> Supplied records:
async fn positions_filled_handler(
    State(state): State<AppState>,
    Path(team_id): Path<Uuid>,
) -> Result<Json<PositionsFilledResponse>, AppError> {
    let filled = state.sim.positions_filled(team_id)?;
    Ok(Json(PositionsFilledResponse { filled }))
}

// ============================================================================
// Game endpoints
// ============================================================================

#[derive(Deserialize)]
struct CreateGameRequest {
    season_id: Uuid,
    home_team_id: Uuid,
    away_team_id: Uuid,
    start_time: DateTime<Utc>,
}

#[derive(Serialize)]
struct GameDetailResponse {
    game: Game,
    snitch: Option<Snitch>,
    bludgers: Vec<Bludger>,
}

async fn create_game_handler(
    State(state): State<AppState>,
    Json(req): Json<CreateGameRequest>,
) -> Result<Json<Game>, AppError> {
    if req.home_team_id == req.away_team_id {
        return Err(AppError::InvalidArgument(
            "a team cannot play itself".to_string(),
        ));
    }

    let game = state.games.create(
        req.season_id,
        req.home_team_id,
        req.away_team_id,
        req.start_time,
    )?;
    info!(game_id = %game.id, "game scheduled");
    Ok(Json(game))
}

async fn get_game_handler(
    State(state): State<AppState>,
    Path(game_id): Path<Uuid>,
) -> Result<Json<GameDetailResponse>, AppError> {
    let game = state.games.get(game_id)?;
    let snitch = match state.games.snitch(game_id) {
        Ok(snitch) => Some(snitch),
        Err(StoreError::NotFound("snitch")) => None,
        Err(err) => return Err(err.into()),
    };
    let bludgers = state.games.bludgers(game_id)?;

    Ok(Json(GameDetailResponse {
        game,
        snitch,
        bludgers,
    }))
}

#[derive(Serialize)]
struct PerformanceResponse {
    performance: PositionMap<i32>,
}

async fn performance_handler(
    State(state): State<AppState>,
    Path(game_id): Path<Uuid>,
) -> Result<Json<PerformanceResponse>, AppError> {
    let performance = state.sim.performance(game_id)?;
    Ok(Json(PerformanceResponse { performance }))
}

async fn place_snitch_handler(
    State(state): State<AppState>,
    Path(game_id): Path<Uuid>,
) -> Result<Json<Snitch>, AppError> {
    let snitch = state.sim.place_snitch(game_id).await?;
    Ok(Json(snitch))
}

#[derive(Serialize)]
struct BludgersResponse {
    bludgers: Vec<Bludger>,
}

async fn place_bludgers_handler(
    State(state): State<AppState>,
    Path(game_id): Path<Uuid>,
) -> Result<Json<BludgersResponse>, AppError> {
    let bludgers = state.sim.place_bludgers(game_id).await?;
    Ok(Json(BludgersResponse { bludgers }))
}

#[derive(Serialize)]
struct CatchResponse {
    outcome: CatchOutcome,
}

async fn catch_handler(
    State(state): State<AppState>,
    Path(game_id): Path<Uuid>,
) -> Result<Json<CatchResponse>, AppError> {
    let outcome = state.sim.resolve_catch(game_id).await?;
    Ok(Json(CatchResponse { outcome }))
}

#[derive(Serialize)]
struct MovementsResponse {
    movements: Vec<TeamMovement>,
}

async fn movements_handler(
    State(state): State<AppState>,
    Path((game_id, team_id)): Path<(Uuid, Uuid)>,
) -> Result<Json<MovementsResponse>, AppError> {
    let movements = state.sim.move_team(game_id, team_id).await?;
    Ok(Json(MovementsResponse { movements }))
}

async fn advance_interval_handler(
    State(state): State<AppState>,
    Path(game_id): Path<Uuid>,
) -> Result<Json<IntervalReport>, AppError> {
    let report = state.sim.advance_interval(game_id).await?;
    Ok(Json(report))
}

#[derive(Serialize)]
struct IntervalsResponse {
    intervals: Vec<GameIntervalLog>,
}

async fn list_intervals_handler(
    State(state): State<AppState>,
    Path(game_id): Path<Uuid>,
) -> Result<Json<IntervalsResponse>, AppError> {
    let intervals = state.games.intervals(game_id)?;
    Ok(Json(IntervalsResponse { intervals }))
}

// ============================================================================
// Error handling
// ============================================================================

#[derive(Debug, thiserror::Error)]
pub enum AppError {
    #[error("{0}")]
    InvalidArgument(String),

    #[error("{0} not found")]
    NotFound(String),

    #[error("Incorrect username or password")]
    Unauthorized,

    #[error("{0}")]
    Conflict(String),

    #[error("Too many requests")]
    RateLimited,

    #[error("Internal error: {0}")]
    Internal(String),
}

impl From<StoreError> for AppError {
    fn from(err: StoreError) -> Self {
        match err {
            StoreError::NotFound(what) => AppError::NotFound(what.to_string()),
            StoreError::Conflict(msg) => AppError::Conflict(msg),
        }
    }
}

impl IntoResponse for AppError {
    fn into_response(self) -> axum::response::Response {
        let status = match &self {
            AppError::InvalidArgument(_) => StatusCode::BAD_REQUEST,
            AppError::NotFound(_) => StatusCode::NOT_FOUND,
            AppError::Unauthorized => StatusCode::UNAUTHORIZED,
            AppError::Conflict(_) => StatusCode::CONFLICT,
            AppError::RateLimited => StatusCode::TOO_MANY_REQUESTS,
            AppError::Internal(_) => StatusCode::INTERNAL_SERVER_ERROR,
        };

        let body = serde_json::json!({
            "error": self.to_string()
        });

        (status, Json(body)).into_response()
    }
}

> What the task asks: Which of the lines in the data contain the string "Unauthorized"? Return each one.

> Exercise answer:
    Unauthorized,
            AppError::Unauthorized => StatusCode::UNAUTHORIZED,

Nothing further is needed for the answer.